Below are the records; copy each line in which "positive" can be found.
+++ Data shown +++
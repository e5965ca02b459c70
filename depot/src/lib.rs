//! Depot
//!
//! Serves the newest published package version (or a whole catalog of
//! versions) from a manifest that is re-read every second, with a hard cap
//! on requests in flight and optional client version telemetry.

pub mod common;
pub mod config;
pub mod logging;
pub mod manifest;
pub mod server;
pub mod telemetry;

use std::net::SocketAddr;
use std::sync::Arc;
use std::time::Duration;

use anyhow::Context;
use tokio::net::TcpListener;
use tracing::{info, warn};

use config::DepotConfig;
use manifest::{ManifestLoader, Reloader, ReloaderHandle, SnapshotCache};
use server::{AdmissionController, AppState, DepotServer, HandlerSettings, ShutdownHandle};
use telemetry::{TelemetryRecorder, TelemetryStore, TelemetryWriter};

/// How long shutdown waits for queued telemetry to reach the database
const TELEMETRY_DRAIN_TIMEOUT: Duration = Duration::from_secs(5);

/// A bound, running depot: reloader started, listener open, not yet serving.
pub struct Depot {
    server: DepotServer,
    listener: TcpListener,
    reloader: ReloaderHandle,
    telemetry: Option<TelemetryWriter>,
}

impl Depot {
    pub async fn start(config: DepotConfig) -> anyhow::Result<Self> {
        config.validate()?;

        let (recorder, writer) = match &config.telemetry_db {
            Some(path) => {
                let store = TelemetryStore::open(path)
                    .with_context(|| format!("opening telemetry database {:?}", path))?;
                info!("Recording client telemetry to {:?}", path);
                let (recorder, writer) = TelemetryRecorder::spawn(store, config.telemetry_queue);
                (Some(recorder), Some(writer))
            }
            None => (None, None),
        };

        let cache = Arc::new(SnapshotCache::new());
        let loader = ManifestLoader::from_config(&config);
        let reloader = Reloader::new(loader, Arc::clone(&cache), config.reload_interval())
            .start()
            .await;

        let state = AppState {
            cache,
            admission: AdmissionController::new(config.max_in_flight),
            telemetry: recorder,
            settings: Arc::new(HandlerSettings {
                request_timeout: config.request_timeout(),
                download_timeout: config.download_timeout(),
                trust_forwarded_for: config.trust_forwarded_for,
            }),
        };

        let listener = match TcpListener::bind(config.listen).await {
            Ok(listener) => listener,
            Err(e) => {
                reloader.stop().await;
                return Err(e).with_context(|| format!("binding {}", config.listen));
            }
        };

        Ok(Self {
            server: DepotServer::new(state),
            listener,
            reloader,
            telemetry: writer,
        })
    }

    pub fn local_addr(&self) -> std::io::Result<SocketAddr> {
        self.listener.local_addr()
    }

    pub fn shutdown_handle(&self) -> ShutdownHandle {
        self.server.shutdown_handle()
    }

    /// Serve until shut down, then stop the reloader and flush telemetry.
    pub async fn run(self) -> anyhow::Result<()> {
        let Depot {
            server,
            listener,
            reloader,
            telemetry,
        } = self;

        let served = server.serve(listener).await;
        reloader.stop().await;

        // Last recorder clones live in the server state.
        drop(server);
        if let Some(writer) = telemetry {
            match tokio::time::timeout(TELEMETRY_DRAIN_TIMEOUT, writer.finish()).await {
                Ok(Ok(_)) => info!("Telemetry flushed"),
                Ok(Err(e)) => warn!("Telemetry writer failed: {}", e),
                Err(_) => warn!("Timed out flushing telemetry"),
            }
        }

        served.context("serving HTTP")
    }
}
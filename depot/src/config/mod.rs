//! Configuration management
//!
//! Server settings read from an optional JSON file, with every field
//! defaulted so an empty file (or none at all) gives a working depot.

use serde::{Deserialize, Serialize};
use std::net::SocketAddr;
use std::path::{Path, PathBuf};
use std::time::Duration;

/// Default package store directory
pub const DEFAULT_PACKAGE_DIR: &str = "./packages";
/// Manifest file name inside the package store
pub const MANIFEST_FILE_NAME: &str = "version.json";
pub const DEFAULT_LOG_FILE: &str = "./log.txt";
pub const DEFAULT_PORT: u16 = 38686;
pub const DEFAULT_MAX_IN_FLIGHT: usize = 2000;

#[derive(Debug, thiserror::Error)]
pub enum ConfigError {
    #[error("Failed to read config {path:?}: {source}")]
    Read {
        path: PathBuf,
        #[source]
        source: std::io::Error,
    },

    #[error("Failed to parse config {path:?}: {source}")]
    Parse {
        path: PathBuf,
        #[source]
        source: serde_json::Error,
    },

    #[error("Invalid config: {0}")]
    Invalid(String),
}

/// Which part of the manifest the depot serves.
#[derive(Debug, Clone, Copy, PartialEq, Eq, Default, Serialize, Deserialize, clap::ValueEnum)]
#[serde(rename_all = "lowercase")]
pub enum ServeMode {
    /// Only the newest version is downloadable; a manifest with no
    /// versions fails to load.
    #[default]
    Latest,
    /// Every listed version is downloadable; an empty manifest loads as
    /// "no versions published".
    Catalog,
}

#[derive(Debug, Clone, PartialEq, Serialize, Deserialize)]
#[serde(default, deny_unknown_fields)]
pub struct DepotConfig {
    pub listen: SocketAddr,
    pub package_dir: PathBuf,
    /// Defaults to `<package_dir>/version.json`
    pub manifest_path: Option<PathBuf>,
    /// JSON log lines go here; stdout when unset
    pub log_file: Option<PathBuf>,
    pub mode: ServeMode,
    pub max_in_flight: usize,
    pub reload_interval_ms: u64,
    pub request_timeout_secs: u64,
    pub download_timeout_secs: u64,
    pub max_manifest_bytes: u64,
    /// Telemetry recording is off unless a database path is given
    pub telemetry_db: Option<PathBuf>,
    pub telemetry_queue: usize,
    pub trust_forwarded_for: bool,
}

impl Default for DepotConfig {
    fn default() -> Self {
        Self {
            listen: SocketAddr::from(([0, 0, 0, 0], DEFAULT_PORT)),
            package_dir: PathBuf::from(DEFAULT_PACKAGE_DIR),
            manifest_path: None,
            log_file: Some(PathBuf::from(DEFAULT_LOG_FILE)),
            mode: ServeMode::Latest,
            max_in_flight: DEFAULT_MAX_IN_FLIGHT,
            reload_interval_ms: 1000,
            request_timeout_secs: 30,
            download_timeout_secs: 600,
            max_manifest_bytes: 1_000_000,
            telemetry_db: None,
            telemetry_queue: 4096,
            trust_forwarded_for: false,
        }
    }
}

impl DepotConfig {
    /// Read a JSON config file. Missing fields take their defaults.
    pub fn load(path: &Path) -> Result<Self, ConfigError> {
        let content = std::fs::read_to_string(path).map_err(|source| ConfigError::Read {
            path: path.to_path_buf(),
            source,
        })?;

        serde_json::from_str(&content).map_err(|source| ConfigError::Parse {
            path: path.to_path_buf(),
            source,
        })
    }

    pub fn validate(&self) -> Result<(), ConfigError> {
        if self.max_in_flight == 0 {
            return Err(ConfigError::Invalid(
                "max_in_flight must be at least 1".to_string(),
            ));
        }
        if self.reload_interval_ms == 0 {
            return Err(ConfigError::Invalid(
                "reload_interval_ms must be positive".to_string(),
            ));
        }
        if self.request_timeout_secs == 0 || self.download_timeout_secs == 0 {
            return Err(ConfigError::Invalid("timeouts must be positive".to_string()));
        }
        if self.telemetry_queue == 0 {
            return Err(ConfigError::Invalid(
                "telemetry_queue must be at least 1".to_string(),
            ));
        }
        Ok(())
    }

    pub fn manifest_path(&self) -> PathBuf {
        self.manifest_path
            .clone()
            .unwrap_or_else(|| self.package_dir.join(MANIFEST_FILE_NAME))
    }

    pub fn reload_interval(&self) -> Duration {
        Duration::from_millis(self.reload_interval_ms)
    }

    pub fn request_timeout(&self) -> Duration {
        Duration::from_secs(self.request_timeout_secs)
    }

    pub fn download_timeout(&self) -> Duration {
        Duration::from_secs(self.download_timeout_secs)
    }
}

#[cfg(test)]
mod tests {
    use super::*;
    use std::io::Write;

    #[test]
    fn test_defaults() {
        let config = DepotConfig::default();
        assert_eq!(config.listen.port(), 38686);
        assert_eq!(config.max_in_flight, 2000);
        assert_eq!(config.reload_interval(), Duration::from_secs(1));
        assert_eq!(config.manifest_path(), PathBuf::from("./packages/version.json"));
        assert!(config.validate().is_ok());
    }

    #[test]
    fn test_load_partial_file() {
        let mut file = tempfile::NamedTempFile::new().unwrap();
        write!(
            file,
            r#"{{"package_dir": "/srv/pkg", "mode": "catalog", "max_in_flight": 64}}"#
        )
        .unwrap();

        let config = DepotConfig::load(file.path()).unwrap();
        assert_eq!(config.mode, ServeMode::Catalog);
        assert_eq!(config.max_in_flight, 64);
        assert_eq!(config.manifest_path(), PathBuf::from("/srv/pkg/version.json"));
        assert_eq!(config.reload_interval_ms, 1000);
    }

    #[test]
    fn test_unknown_field_rejected() {
        let mut file = tempfile::NamedTempFile::new().unwrap();
        write!(file, r#"{{"max_inflight": 64}}"#).unwrap();
        assert!(matches!(
            DepotConfig::load(file.path()),
            Err(ConfigError::Parse { .. })
        ));
    }

    #[test]
    fn test_missing_file() {
        let result = DepotConfig::load(Path::new("/nonexistent/depot.json"));
        assert!(matches!(result, Err(ConfigError::Read { .. })));
    }

    #[test]
    fn test_validate_rejects_zero_capacity() {
        let config = DepotConfig {
            max_in_flight: 0,
            ..DepotConfig::default()
        };
        assert!(config.validate().is_err());
    }
}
+++
■ The answer
                "reload_interval_ms must be positive".to_string(),
            return Err(ConfigError::Invalid("timeouts must be positive".to_string()));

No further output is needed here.